Earlier today, after a relaxing morning, Rodney and I went out for a bite to eat. We thought we'd try some Chinese fast food (there is a huge variety near our hotel). We landed on Kung-Fu, a chain with a Bruce Lee-like man (it might be Bruce Lee) on their sign. At the counter we were presented with a menu with English descriptions. We were debating our order when a small cockroach crawled into the center of the menu. Rodney and I were visibly unnerved. The girl behind the counter killed the roach and muttered an apology. We should have left. No doubt about it. Instead, we overplayed the cultural sensitivity card. Things in our travels thus far are different from home, significantly different. Standards are not the same. We have stayed places that we likely would not have stayed in. We have eaten meats that were not refrigerated cooked in place that do not conform to health department standards. We have used bathrooms that I would not like to describe, and you would not like to imagine.
So, we ordered. Rodney got tiny pork ribs with garlic, and I got chicken with mushrooms. We got our food (which included two bowls of congealed soup). Not too much of surprise, it was awful. God awful. The worst thing we've eaten since Mongolia. This is saying a lot as almost everything we've eaten in China from street food to the nicest restaurants has been very good to spectacular. We took not a lot of bites and walked out.
This may seem obvious from the two stories relayed here, but instincts are not lost in translation. Trust them.
China Recommendations
Motel 168
The Orange Hotel (Their website is a pain, but you can reserve through many of the hotel booking sites.)
Both are clean and cheap and have many locations throughout China.
If you're looking for an ATM in China that will accept your card without issue, look for an Agricultural Bank of China (ABC). We've had some difficulty in this regard, but ABC has always come through.
Unexpected Soundtrack
This has not been an isolated incident and has not been limited to quiet moments. At the beach in Sokcho, South Korea. there were many opportunities to ride in inflated tubes and rafts while being pulled behind speed boats. People LOVED it. Having experienced this type of activity before, I fully expected to here the delighted screams of gleefully terrified young people. Not the case. The speed boats were equipped with large speaker blaring pop music. I guess this was meant to enhance the whole experience, but, in order for the raft/tube-riders to here it, the music was played at such a loud volume that it muddy and distorted.
The piped in soundtrack is not only present in Korea, we have been to several sites in China where the natural sound is apparently not enough. The tourist sites we visit are plenty authentic (though I do wish that there wasn't quite so much modern signage), but the piped in music seems to angle at increasing the degree of authenticity. Maybe I'm curmudgeon and think everyone should turn their music down (this is often true), but I just find it makes these places a bit less interesting.

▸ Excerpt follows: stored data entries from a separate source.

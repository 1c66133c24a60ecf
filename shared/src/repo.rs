use std::{fmt, str::FromStr};

use serde::{Deserialize, Serialize};

use crate::SyncError;

/// Lower-cased `"<owner>/<repo>"` pair, the repository half of a contribution key.
#[derive(Debug, Clone, PartialEq, Eq, Hash, PartialOrd, Ord, Serialize, Deserialize)]
#[serde(try_from = "String", into = "String")]
pub struct RepoName {
    owner: String,
    repo: String,
}

fn valid_segment(segment: &str) -> bool {
    !segment.is_empty()
        && segment
            .chars()
            .all(|c| c.is_ascii_alphanumeric() || matches!(c, '.' | '_' | '-'))
}

impl RepoName {
    pub fn new(owner: &str, repo: &str) -> Result<Self, SyncError> {
        if !valid_segment(owner) || !valid_segment(repo) {
            return Err(SyncError::InvalidRepository {
                input: format!("{owner}/{repo}"),
            });
        }
        Ok(Self {
            owner: owner.to_ascii_lowercase(),
            repo: repo.to_ascii_lowercase(),
        })
    }

    pub fn owner(&self) -> &str {
        &self.owner
    }

    pub fn repo(&self) -> &str {
        &self.repo
    }

    pub fn full_name(&self) -> String {
        self.to_string()
    }
}

impl FromStr for RepoName {
    type Err = SyncError;

    fn from_str(s: &str) -> Result<Self, Self::Err> {
        let invalid = || SyncError::InvalidRepository {
            input: s.to_string(),
        };
        let (owner, repo) = s.trim().split_once('/').ok_or_else(invalid)?;
        if repo.contains('/') {
            return Err(invalid());
        }
        Self::new(owner, repo).map_err(|_| invalid())
    }
}

impl TryFrom<String> for RepoName {
    type Error = SyncError;

    fn try_from(value: String) -> Result<Self, Self::Error> {
        value.parse()
    }
}

impl From<RepoName> for String {
    fn from(value: RepoName) -> Self {
        value.to_string()
    }
}

impl fmt::Display for RepoName {
    fn fmt(&self, f: &mut fmt::Formatter<'_>) -> fmt::Result {
        write!(f, "{}/{}", self.owner, self.repo)
    }
}
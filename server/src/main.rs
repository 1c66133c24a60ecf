use std::sync::Arc;

use codefest_server::config::Env;
use shared::github::GithubClient;
use tracing_subscriber::layer::SubscriberExt;
use tracing_subscriber::EnvFilter;

#[rocket::launch]
async fn rocket() -> _ {
    dotenv::dotenv().ok();

    let subscriber = tracing_subscriber::registry()
        .with(EnvFilter::from_default_env())
        .with(tracing_subscriber::fmt::layer().pretty());
    tracing::subscriber::set_global_default(subscriber).expect("Failed to set subscriber");

    let env = Env::from_env().expect("Failed to load environment variables");
    let scoring = Env::points_formula().expect("Failed to load POINTS_* variables");
    let github =
        GithubClient::new(env.github_config()).expect("Failed to create GitHub client");

    let span = tracing::info_span!("Starting Rocket");
    let _enter = span.enter();

    codefest_server::build(env, Arc::new(github), Arc::new(scoring))
        .expect("Failed to configure Rocket")
}
use rocket::{fairing::AdHoc, http::Status, serde::json::Json, Request};
use utoipa::OpenApi;

use crate::sync::{SyncPhase, SyncSummary};

pub mod admin;
pub mod contributions;
pub mod leaderboard;
pub mod types;

use types::{
    ContributionResponse, ContributorResponse, ErrorResponse, InFlightSync, LeaderboardResponse,
    PaginatedContributionResponse, PaginatedLeaderboardResponse, SyncRequest, SyncStatusResponse,
};

const DEFAULT_LIMIT: u64 = 50;
const MAX_LIMIT: u64 = 100;
const MAX_PAGE: u64 = 1_000_000;

pub(crate) fn clamp_limit(limit: Option<u64>) -> u64 {
    limit.unwrap_or(DEFAULT_LIMIT).clamp(1, MAX_LIMIT)
}

/// Zero-based page, capped so offsets stay far from integer limits.
pub(crate) fn clamp_page(page: Option<u64>) -> u64 {
    page.unwrap_or(0).min(MAX_PAGE)
}

#[derive(OpenApi)]
#[openapi(
    info(title = "CodeFest API"),
    paths(
        admin::trigger_sync,
        admin::sync_status,
        leaderboard::get_leaderboard,
        leaderboard::get_contributor,
        contributions::get_repo_contributions
    ),
    components(schemas(
        SyncRequest,
        SyncSummary,
        SyncPhase,
        SyncStatusResponse,
        InFlightSync,
        LeaderboardResponse,
        PaginatedLeaderboardResponse,
        ContributionResponse,
        PaginatedContributionResponse,
        ContributorResponse,
        ErrorResponse
    ))
)]
pub struct ApiDoc;

#[get("/openapi.json")]
fn openapi() -> Json<utoipa::openapi::OpenApi> {
    Json(ApiDoc::openapi())
}

#[catch(default)]
fn default_catcher(status: Status, _request: &Request<'_>) -> Json<ErrorResponse> {
    let reason = status.reason().unwrap_or("Unknown error");
    Json(ErrorResponse::new(status, reason))
}

pub fn stage() -> AdHoc {
    AdHoc::on_ignite("Installing entrypoints", |rocket| async {
        rocket
            .attach(admin::stage())
            .attach(leaderboard::stage())
            .attach(contributions::stage())
            .mount("/api-docs", rocket::routes![openapi])
            .register("/", rocket::catchers![default_catcher])
    })
}

#[cfg(test)]
mod tests;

Monday, September 13, 2010
Do You Speak English?
totally true actually, the answer was often "no", but then people
would go on to have lengthy conversations with us in English. We
learned fairly quickly that starting a conversation in English was
more effective than asking first.
What struck us as most interesting about many of these conversations
in English was what it seemed to reveal about Korean as a language.
Americans often hedge when you ask them about something. You could
this or you could do that. You can take the interstate, but there's
also a back road or a parkway if highway driving doesn't suit you.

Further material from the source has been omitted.